__Problem description__
Give every entry again precisely as it appears.

__Data shown__

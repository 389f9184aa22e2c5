//! Transport-safe text encoding of binary frames

use base64::Engine;

use crate::error::CodecError;

/// Encode binary payload as standard base64
pub fn to_wire_format(bytes: &[u8]) -> String {
    base64::engine::general_purpose::STANDARD.encode(bytes)
}

/// Decode a standard base64 payload
pub fn from_wire_format(text: &str) -> Result<Vec<u8>, CodecError> {
    base64::engine::general_purpose::STANDARD
        .decode(text.trim())
        .map_err(|e| CodecError::InvalidWireEncoding(e.to_string()))
}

__The completed task__
repository 389f9184aa22e2c5
//! Transport-safe text encoding of binary frames

use base64::Engine;

use crate::error::CodecError;

/// Encode binary payload as standard base64
pub fn to_wire_format(bytes: &[u8]) -> String {
    base64::engine::general_purpose::STANDARD.encode(bytes)
}

/// Decode a standard base64 payload
pub fn from_wire_format(text: &str) -> Result<Vec<u8>, CodecError> {
    base64::engine::general_purpose::STANDARD
        .decode(text.trim())
        .map_err(|e| CodecError::InvalidWireEncoding(e.to_string()))
}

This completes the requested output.